22 Temmuz 2019

Türkiye her şeye hazırlıklı olmalı

Trump’ın sözüne güvenerek karar veya tutum almak çok sağlıklı değil

ABD Başkanı Donald Trump, S-400 konusunda Cumhurbaşkanı Tayyip Erdoğan’ın ve Türk kamuoyunun hoşuna gidecek ifadeler kullandı.

“Türkiye’ye haksızlık yapıldı, Patriotların satılmaması adil değil” gibi sözler sarf ederek, sorumluluğu bir önceki Başkan Obama’ya attı. Türkiye’ye Patriot satılabileceğini ima etti.

Cumhurbaşkanı Erdoğan da ilişkileri yumuşatmak adına Türkiye’nin 100 kadar Boeing uçağı sipariş edebileceğini söyledi.

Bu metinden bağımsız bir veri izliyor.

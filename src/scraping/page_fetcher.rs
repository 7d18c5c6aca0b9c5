//! Fetches one month of the daily-data archive per request.

use crate::scraping::error::ScrapeError;
use crate::types::month::Month;
use bon::Builder;
use log::{info, warn};
use reqwest::Client;
use std::time::Duration;

/// Winnipeg Richardson Int'l A.
pub const DEFAULT_STATION_ID: u32 = 27174;
pub const DEFAULT_BASE_URL: &str = "https://climate.weather.gc.ca/climate_data/daily_data_e.html";
/// Fixed `StartYear` query parameter; it does not move with the scan.
pub const DEFAULT_START_YEAR: i32 = 1840;
const DEFAULT_TIMEOUT: Duration = Duration::from_secs(30);
const DEFAULT_USER_AGENT: &str = concat!("climate_scrape/", env!("CARGO_PKG_VERSION"));
const RETRY_DELAY: Duration = Duration::from_secs(2);

/// Anything that can hand back the raw markup of a month page.
#[allow(async_fn_in_trait)]
pub trait PageSource {
    async fn fetch_page(&self, month: Month) -> Result<String, ScrapeError>;
}

/// Where and how pages are requested.
///
/// ```
/// use climate_scrape::FetchConfig;
/// use std::time::Duration;
///
/// let config = FetchConfig::builder()
///     .timeout(Duration::from_secs(10))
///     .retries(1)
///     .build();
/// assert_eq!(config.station_id, 27174);
/// ```
#[derive(Debug, Clone, PartialEq, Eq, Builder)]
pub struct FetchConfig {
    #[builder(default = DEFAULT_STATION_ID)]
    pub station_id: u32,
    #[builder(into, default = DEFAULT_BASE_URL.to_string())]
    pub base_url: String,
    #[builder(default = DEFAULT_START_YEAR)]
    pub start_year: i32,
    #[builder(default = DEFAULT_TIMEOUT)]
    pub timeout: Duration,
    /// Extra attempts after a failed request. Zero means a failure is final.
    #[builder(default)]
    pub retries: u32,
    #[builder(into, default = DEFAULT_USER_AGENT.to_string())]
    pub user_agent: String,
}

impl Default for FetchConfig {
    fn default() -> Self {
        Self::builder().build()
    }
}

impl FetchConfig {
    pub fn page_url(&self, month: Month) -> String {
        format!(
            "{}?StationID={}&timeframe=2&StartYear={}&EndYear={}&Day=1&Year={}&Month={}#",
            self.base_url,
            self.station_id,
            self.start_year,
            month.year(),
            month.year(),
            month.month()
        )
    }
}

/// [`PageSource`] backed by the live archive.
pub struct HttpPageFetcher {
    config: FetchConfig,
    client: Client,
}

impl HttpPageFetcher {
    pub fn new(config: FetchConfig) -> Result<Self, ScrapeError> {
        let client = Client::builder()
            .timeout(config.timeout)
            .user_agent(config.user_agent.clone())
            .build()
            .map_err(ScrapeError::ClientBuild)?;
        Ok(Self { config, client })
    }

    pub fn config(&self) -> &FetchConfig {
        &self.config
    }

    async fn fetch_once(&self, url: &str) -> Result<String, ScrapeError> {
        let response = self
            .client
            .get(url)
            .send()
            .await
            .map_err(|e| ScrapeError::NetworkRequest(url.to_string(), e))?;

        let response = match response.error_for_status() {
            Ok(resp) => resp,
            Err(e) => {
                warn!("HTTP error for {}: {:?}", url, e);
                return Err(if let Some(status) = e.status() {
                    ScrapeError::HttpStatus {
                        url: url.to_string(),
                        status,
                        source: e,
                    }
                } else {
                    ScrapeError::NetworkRequest(url.to_string(), e)
                });
            }
        };

        response
            .text()
            .await
            .map_err(|e| ScrapeError::BodyRead(url.to_string(), e))
    }
}

impl PageSource for HttpPageFetcher {
    async fn fetch_page(&self, month: Month) -> Result<String, ScrapeError> {
        let url = self.config.page_url(month);
        info!("Fetching {} from {}", month, url);

        let mut attempt = 0;
        loop {
            match self.fetch_once(&url).await {
                Ok(html) => return Ok(html),
                Err(e) if attempt < self.config.retries && is_retryable(&e) => {
                    attempt += 1;
                    warn!("Retrying {} ({}/{}): {}", url, attempt, self.config.retries, e);
                    tokio::time::sleep(RETRY_DELAY).await;
                }
                Err(e) => return Err(e),
            }
        }
    }
}

/// Client errors (4xx) will not improve on a second try.
fn is_retryable(error: &ScrapeError) -> bool {
    match error {
        ScrapeError::HttpStatus { status, .. } => !status.is_client_error(),
        ScrapeError::ClientBuild(_) => false,
        ScrapeError::NetworkRequest(..) | ScrapeError::BodyRead(..) => true,
    }
}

Japonya’da yapılan G-20 zirvesinde iki tarafın yaptığı yumuşatıcı açıklamalardan sonra ne oldu?

S-400 ekipmanları Ankara Mürted havaalanına gelmeye başladı. Sevkiyat devam ediyor.

Bu gelişme üzerine Trump yönetiminin aldığı karar ise Türkiye’yi, ortağı olduğu F-35 savaş uçağı projesinden çıkarmak oldu. Ardından da Türkiye’ye uygulanacak CAATSA ekonomik yaptırımları gündeme geldi.

Başkan Trump, Türkiye’ye ağır yaptırım uygulanmasını isteyen Cumhuriyetçi senatörlerle önümüzdeki salı günü görüşecek. ABD Başkanı, S-400 konusunun karışık bir konu olduğunu ve Türklerle görüşüldüğünü belirtmekle yetindi.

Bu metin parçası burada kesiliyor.